Content starts

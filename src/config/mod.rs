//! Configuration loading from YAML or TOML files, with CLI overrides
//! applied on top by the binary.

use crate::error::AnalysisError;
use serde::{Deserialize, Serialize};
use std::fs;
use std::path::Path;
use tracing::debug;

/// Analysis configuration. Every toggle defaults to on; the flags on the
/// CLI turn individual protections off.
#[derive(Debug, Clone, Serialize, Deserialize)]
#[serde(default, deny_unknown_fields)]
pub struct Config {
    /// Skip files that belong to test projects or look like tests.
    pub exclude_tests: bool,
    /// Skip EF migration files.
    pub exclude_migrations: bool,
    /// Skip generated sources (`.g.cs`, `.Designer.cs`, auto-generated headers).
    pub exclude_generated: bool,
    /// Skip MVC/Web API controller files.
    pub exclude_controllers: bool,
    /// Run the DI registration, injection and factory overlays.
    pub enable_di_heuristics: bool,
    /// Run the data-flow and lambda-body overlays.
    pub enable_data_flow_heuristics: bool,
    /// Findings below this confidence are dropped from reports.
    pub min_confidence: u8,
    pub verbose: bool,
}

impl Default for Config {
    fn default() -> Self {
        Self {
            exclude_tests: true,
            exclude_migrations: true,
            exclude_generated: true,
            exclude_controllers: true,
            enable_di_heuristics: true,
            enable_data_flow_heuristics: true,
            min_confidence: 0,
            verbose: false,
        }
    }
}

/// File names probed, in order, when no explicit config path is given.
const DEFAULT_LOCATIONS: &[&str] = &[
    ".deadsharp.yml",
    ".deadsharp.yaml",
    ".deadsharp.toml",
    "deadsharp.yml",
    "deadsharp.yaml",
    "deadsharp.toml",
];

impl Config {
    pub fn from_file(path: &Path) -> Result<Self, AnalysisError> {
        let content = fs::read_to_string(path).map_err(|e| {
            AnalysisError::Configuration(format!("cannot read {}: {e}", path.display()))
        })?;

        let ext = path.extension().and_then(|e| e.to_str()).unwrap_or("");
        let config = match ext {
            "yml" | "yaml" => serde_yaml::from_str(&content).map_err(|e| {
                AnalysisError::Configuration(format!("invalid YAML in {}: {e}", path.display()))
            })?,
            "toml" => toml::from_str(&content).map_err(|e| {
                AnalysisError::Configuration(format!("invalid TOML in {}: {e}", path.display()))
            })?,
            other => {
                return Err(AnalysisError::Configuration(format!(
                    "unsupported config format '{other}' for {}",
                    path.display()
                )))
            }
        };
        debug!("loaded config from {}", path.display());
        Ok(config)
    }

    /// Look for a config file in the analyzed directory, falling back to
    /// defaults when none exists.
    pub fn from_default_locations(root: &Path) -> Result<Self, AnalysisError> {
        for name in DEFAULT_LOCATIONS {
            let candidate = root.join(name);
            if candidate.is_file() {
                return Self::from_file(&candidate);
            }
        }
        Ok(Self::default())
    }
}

Content ends
Content starts

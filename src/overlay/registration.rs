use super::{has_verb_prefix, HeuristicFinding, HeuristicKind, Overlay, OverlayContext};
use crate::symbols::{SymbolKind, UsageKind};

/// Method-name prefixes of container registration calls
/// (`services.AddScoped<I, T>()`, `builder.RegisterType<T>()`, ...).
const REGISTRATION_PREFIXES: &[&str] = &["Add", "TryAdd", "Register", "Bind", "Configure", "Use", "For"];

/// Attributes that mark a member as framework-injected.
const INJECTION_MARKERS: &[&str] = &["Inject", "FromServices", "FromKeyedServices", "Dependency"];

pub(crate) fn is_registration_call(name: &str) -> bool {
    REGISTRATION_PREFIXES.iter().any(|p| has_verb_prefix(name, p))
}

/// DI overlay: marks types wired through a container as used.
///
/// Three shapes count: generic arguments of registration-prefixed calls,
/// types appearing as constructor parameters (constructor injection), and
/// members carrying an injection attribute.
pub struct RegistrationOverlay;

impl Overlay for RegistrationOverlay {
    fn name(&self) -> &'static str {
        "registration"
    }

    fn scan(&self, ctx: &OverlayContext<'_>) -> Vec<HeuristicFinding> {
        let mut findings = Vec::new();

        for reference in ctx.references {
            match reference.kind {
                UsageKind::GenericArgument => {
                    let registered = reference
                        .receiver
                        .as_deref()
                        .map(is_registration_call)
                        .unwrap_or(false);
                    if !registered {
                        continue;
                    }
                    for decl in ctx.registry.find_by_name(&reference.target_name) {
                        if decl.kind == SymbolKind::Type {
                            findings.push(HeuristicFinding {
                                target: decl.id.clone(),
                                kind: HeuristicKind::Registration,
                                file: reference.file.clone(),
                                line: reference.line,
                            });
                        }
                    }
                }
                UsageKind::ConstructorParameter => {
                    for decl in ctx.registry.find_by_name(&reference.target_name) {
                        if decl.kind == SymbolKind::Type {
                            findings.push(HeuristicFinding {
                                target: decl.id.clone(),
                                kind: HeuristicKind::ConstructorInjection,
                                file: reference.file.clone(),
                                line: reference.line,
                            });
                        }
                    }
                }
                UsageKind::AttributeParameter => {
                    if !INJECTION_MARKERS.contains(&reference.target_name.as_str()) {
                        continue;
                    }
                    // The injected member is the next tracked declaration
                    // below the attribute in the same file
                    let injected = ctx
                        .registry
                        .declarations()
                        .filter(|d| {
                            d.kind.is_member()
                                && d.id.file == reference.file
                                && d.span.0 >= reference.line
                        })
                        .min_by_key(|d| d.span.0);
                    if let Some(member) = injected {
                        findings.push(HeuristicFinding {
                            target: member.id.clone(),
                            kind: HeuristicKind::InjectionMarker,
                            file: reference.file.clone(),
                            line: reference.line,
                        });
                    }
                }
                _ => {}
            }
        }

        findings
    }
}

Content ends
Content starts

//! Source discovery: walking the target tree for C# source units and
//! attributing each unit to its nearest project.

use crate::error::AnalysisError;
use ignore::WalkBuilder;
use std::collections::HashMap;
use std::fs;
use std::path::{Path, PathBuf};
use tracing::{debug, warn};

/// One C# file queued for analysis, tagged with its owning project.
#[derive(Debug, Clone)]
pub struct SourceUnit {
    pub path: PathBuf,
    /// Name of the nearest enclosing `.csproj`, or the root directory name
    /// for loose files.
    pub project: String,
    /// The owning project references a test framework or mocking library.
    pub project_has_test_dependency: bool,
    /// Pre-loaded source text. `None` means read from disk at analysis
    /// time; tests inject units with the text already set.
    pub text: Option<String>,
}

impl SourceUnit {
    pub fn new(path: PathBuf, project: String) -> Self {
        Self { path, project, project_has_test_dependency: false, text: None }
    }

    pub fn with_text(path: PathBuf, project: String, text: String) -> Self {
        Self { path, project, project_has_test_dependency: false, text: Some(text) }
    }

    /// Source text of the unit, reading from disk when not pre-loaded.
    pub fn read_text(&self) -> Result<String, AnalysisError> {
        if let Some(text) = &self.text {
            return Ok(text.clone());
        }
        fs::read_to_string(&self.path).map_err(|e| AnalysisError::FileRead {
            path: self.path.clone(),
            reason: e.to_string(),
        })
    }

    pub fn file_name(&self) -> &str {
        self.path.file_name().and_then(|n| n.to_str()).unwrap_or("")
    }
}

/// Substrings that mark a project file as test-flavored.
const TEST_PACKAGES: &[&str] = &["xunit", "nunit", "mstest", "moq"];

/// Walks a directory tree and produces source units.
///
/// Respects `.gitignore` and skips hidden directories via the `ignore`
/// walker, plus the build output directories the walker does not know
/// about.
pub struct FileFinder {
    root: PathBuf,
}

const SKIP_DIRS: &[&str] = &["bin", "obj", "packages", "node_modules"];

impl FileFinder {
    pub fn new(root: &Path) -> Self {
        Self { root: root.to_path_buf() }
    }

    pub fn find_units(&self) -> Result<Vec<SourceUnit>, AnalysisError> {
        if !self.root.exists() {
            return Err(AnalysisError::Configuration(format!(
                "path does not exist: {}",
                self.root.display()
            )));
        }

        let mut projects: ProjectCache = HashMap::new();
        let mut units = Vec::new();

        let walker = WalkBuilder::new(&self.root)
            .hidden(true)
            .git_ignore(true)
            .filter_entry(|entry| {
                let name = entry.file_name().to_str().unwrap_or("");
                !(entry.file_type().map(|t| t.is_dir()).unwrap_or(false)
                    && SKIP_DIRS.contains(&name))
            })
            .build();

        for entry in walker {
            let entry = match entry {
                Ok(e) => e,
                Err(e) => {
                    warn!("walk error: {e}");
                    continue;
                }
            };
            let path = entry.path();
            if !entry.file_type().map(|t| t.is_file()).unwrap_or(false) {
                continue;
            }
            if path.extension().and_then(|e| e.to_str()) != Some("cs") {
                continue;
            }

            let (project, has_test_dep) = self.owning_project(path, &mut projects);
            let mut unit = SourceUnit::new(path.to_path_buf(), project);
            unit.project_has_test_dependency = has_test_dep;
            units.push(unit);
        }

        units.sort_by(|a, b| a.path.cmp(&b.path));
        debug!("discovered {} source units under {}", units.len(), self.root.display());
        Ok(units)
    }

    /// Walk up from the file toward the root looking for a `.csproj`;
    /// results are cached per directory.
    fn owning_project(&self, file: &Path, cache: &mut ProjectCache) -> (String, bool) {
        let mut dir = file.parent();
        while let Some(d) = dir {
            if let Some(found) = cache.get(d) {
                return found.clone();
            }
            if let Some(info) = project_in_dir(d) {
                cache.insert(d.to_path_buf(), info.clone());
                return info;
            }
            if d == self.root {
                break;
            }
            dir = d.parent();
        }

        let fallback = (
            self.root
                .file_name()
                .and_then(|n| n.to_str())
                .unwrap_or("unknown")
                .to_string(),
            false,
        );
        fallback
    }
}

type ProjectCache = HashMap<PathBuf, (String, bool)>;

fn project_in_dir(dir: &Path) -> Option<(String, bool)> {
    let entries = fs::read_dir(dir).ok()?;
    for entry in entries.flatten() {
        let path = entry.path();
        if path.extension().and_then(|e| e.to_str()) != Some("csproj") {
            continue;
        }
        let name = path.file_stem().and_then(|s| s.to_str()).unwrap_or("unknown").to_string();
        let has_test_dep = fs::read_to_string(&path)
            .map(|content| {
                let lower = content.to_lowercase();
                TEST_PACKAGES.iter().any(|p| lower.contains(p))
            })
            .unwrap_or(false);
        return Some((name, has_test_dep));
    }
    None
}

Content ends

• [Problem]
If a line in the listing has "entries" in it, report that line.

• [Response below]
    let entries = fs::read_dir(dir).ok()?;
    for entry in entries.flatten() {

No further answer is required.